Mehr als 50 Jahre nach seiner Uraufführung hat das Musical „Jesus Christ Superstar“ nichts an Aktualität eingebüßt. Das Werk von Andrew Lloyd Webber (Musik) und Tim Rice (Songtexte) erweist sich auch am Landestheater Detmold sowie auf Abstechern wie beispielsweise am Theater Lingen in der stimmigen Inszenierung von Götz Hellriegel als Publikumsmagnet.

Obwohl die durchkomponierte Rock-Oper durch nicht ganz fließende Szenenübergänge manchmal ins Stocken gerät, entwickelt die Show eine schöne Dynamik, was an der temporeichen Choreografie liegt, für die ebenfalls Hellriegel verantwortlich zeichnet. Zwar bedient sich der Regisseur auch an der Klischeekiste, so wie er beispielsweise Jesus optisch darstellen lässt, aber das Verweben von altertümlicher und moderner Storyline ist ihm dafür umso mehr gelungen.

Das Bühnenbild von Jule Dohrn-van Rossum zeigt eine große graue Treppe, die an eine Arena, an Brot und Spiele erinnert. Die Kostüme von Valerie Hirschmann sind zeitgemäß angehaucht, lediglich eine Gruppe von Streetdancern – dargestellt von jeweils vier Tänzerinnen und Tänzern des Ballettensembles – sowie der schillernde Herodes und Judas als Rockstar beim Titelsong stechen mit moderner Kleidung hervor.

Ein enormes Päckchen zu tragen hat Lukas Witzel als Jesus. Ihm gelingt es, den Messias mit einer angenehm ruhigen Zurückhaltung darzustellen – weniger als Revoluzzer, mehr als besonnener Denker. Großartig im Schauspiel ist Witzel auch, wenn Jesus die Händler aus dem Tempel vertreibt, vor Pilatus tritt, ausgepeitscht und gekreuzigt wird.

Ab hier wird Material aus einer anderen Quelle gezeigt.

/// Handler for POST /employees/:employee_id/toggle.
///
/// Clocks the employee in if they are out, and out if they are in.
async fn toggle_handler(
    State(state): State<AppState>,
    Path(employee_id): Path<String>,
) -> Response {
    let correlation_id = Uuid::new_v4();
    info!(
        correlation_id = %correlation_id,
        employee_id = %employee_id,
        "Processing toggle request"
    );

    match run_toggle(&state, &employee_id).await {
        Ok(outcome) => {
            info!(
                correlation_id = %correlation_id,
                employee_id = %employee_id,
                direction = %outcome.entry.direction,
                entry_id = outcome.entry.id,
                "Toggle completed"
            );
            let last_action = last_action_label(
                outcome.entry.created_at,
                state.clock().now(),
                state.config().time_zone(),
            );
            json_ok(ToggleResponse {
                employee_id,
                direction: outcome.entry.direction,
                status: outcome.status,
                created_at: outcome.entry.created_at,
                last_action,
            })
        }
        Err(err) => {
            warn!(
                correlation_id = %correlation_id,
                employee_id = %employee_id,
                error = %err,
                retryable = err.is_retryable(),
                "Toggle rejected"
            );
            error_response(err)
        }
    }
}
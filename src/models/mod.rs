//! Core data models for the bundy attendance engine.
//!
//! This module contains all the domain models used throughout the engine.

mod employee;
mod report;
mod shift_pair;
mod status;
mod time_entry;

pub use employee::Employee;
pub use report::{EmployeeSummary, Report};
pub use shift_pair::{PairingMode, ShiftPair};
pub use status::{ClockStatus, EmployeeStatus};
pub use time_entry::{Direction, NewTimeEntry, TimeEntry};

Gesanglich fesselt er mit der Strahlkraft seines hellen Tenors – vor allem beim Song „Gethsemane“, wo er emotional richtig aufdreht, was das Publikum lautstark bejubelt.

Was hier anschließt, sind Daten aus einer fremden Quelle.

//! Bundy kiosk server binary.
//!
//! Start the server with:
//! ```bash
//! cargo run --bin bundy-kiosk -- --config config/kiosk.yaml --employees config/employees.json
//! ```

use std::path::PathBuf;
use std::process;
use std::sync::Arc;

use bundy_engine::api::{AppState, create_router};
use bundy_engine::attendance::AutoClockout;
use bundy_engine::clock::{Clock, SystemClock};
use bundy_engine::config::ConfigLoader;
use bundy_engine::models::Employee;
use bundy_engine::store::{FileFlagStore, InMemoryStore};
use clap::Parser;
use tokio::sync::watch;
use tracing::{error, info, warn};
use tracing_subscriber::EnvFilter;

/// Bundy kiosk - clock employees in and out, export attendance reports
#[derive(Parser, Debug)]
#[command(name = "bundy-kiosk")]
#[command(about = "Attendance kiosk server with daily auto clock-out")]
struct Args {
    /// Path to the kiosk configuration file
    #[arg(short, long, env = "BUNDY_CONFIG", default_value = "config/kiosk.yaml")]
    config: PathBuf,

    /// Override the configured bind address
    #[arg(short, long)]
    bind: Option<String>,

    /// JSON file with the employee directory to load at startup
    #[arg(short, long, env = "BUNDY_EMPLOYEES")]
    employees: Option<PathBuf>,

    /// Verbose logging (-v, -vv)
    #[arg(short, long, action = clap::ArgAction::Count)]
    verbose: u8,
}

fn load_employees(store: &InMemoryStore, path: &PathBuf) -> Result<usize, Box<dyn std::error::Error>> {
    let content = std::fs::read_to_string(path)?;
    let employees: Vec<Employee> = serde_json::from_str(&content)?;
    let count = employees.len();
    for employee in employees {
        store.upsert_employee(employee)?;
    }
    Ok(count)
}

#[tokio::main]
async fn main() {
    let args = Args::parse();

    let filter = match args.verbose {
        0 => "bundy_engine=info,bundy_kiosk=info",
        1 => "bundy_engine=debug,bundy_kiosk=debug",
        _ => "trace",
    };
    tracing_subscriber::fmt()
        .with_env_filter(
            EnvFilter::try_from_default_env()
                .unwrap_or_else(|_| EnvFilter::new(filter)),
        )
        .init();

    // Configuration errors are fatal at startup.
    let mut config = match ConfigLoader::load(&args.config) {
        Ok(loader) => loader.into_config(),
        Err(err) => {
            error!(path = %args.config.display(), error = %err, "Failed to load configuration");
            process::exit(1);
        }
    };
    if let Some(bind) = args.bind {
        config = config.with_bind_address(bind);
    }

    let store = Arc::new(InMemoryStore::new(config.org_id()));
    if let Some(path) = &args.employees {
        match load_employees(&store, path) {
            Ok(count) => info!(path = %path.display(), count, "Loaded employee directory"),
            Err(err) => {
                error!(path = %path.display(), error = %err, "Failed to load employee directory");
                process::exit(1);
            }
        }
    } else {
        warn!("No employee directory given; the kiosk will list nobody");
    }

    let clock: Arc<dyn Clock> = Arc::new(SystemClock);
    let (shutdown_tx, shutdown_rx) = watch::channel(false);

    let scheduler = if config.scheduler_enabled() {
        let flags = Arc::new(FileFlagStore::new(config.flag_path().clone()));
        let auto = AutoClockout::from_config(&config, store.clone(), store.clone(), flags);
        info!(
            fire_time = %config.fire_time(),
            time_zone = %config.time_zone(),
            window = ?config.trigger_window(),
            "Auto clock-out scheduler enabled"
        );
        Some(tokio::spawn(auto.run(
            clock.clone(),
            config.poll_interval(),
            shutdown_rx,
        )))
    } else {
        info!("Auto clock-out scheduler disabled");
        None
    };

    let bind_address = config.bind_address().to_string();
    let state = AppState::new(config, store.clone(), store, clock);
    let router = create_router(state);

    let listener = match tokio::net::TcpListener::bind(&bind_address).await {
        Ok(listener) => listener,
        Err(err) => {
            error!(bind_address = %bind_address, error = %err, "Failed to bind");
            process::exit(1);
        }
    };
    info!(bind_address = %bind_address, "Kiosk API listening");

    let served = axum::serve(listener, router)
        .with_graceful_shutdown(async {
            if tokio::signal::ctrl_c().await.is_ok() {
                info!("Shutdown signal received");
            }
        })
        .await;
    if let Err(err) = served {
        error!(error = %err, "Server error");
    }

    let _ = shutdown_tx.send(true);
    if let Some(handle) = scheduler {
        if let Err(err) = handle.await {
            warn!(error = %err, "Scheduler task ended abnormally");
        }
    }
    info!("Kiosk stopped");
}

„Jesus Christ Superstar“ (Foto: Dominik Lapp)

Ein ihm absolut ebenbürtiger Gegenspieler ist Hannes Staffler als Judas, der mit seiner kraftvollen Rockstimme bei den Songs „Weil sie ach so heilig sind“ und „Verdammt für alle Zeit“ in die Offensive geht und hervorragend Judas‘ innere Zerrissenheit über die Bühne bringt. Stafflers Judas ist der enttäuschte Freund, dem Personenkult und Hysterie fremd sind und der Jesus im Grunde nur warnen möchte.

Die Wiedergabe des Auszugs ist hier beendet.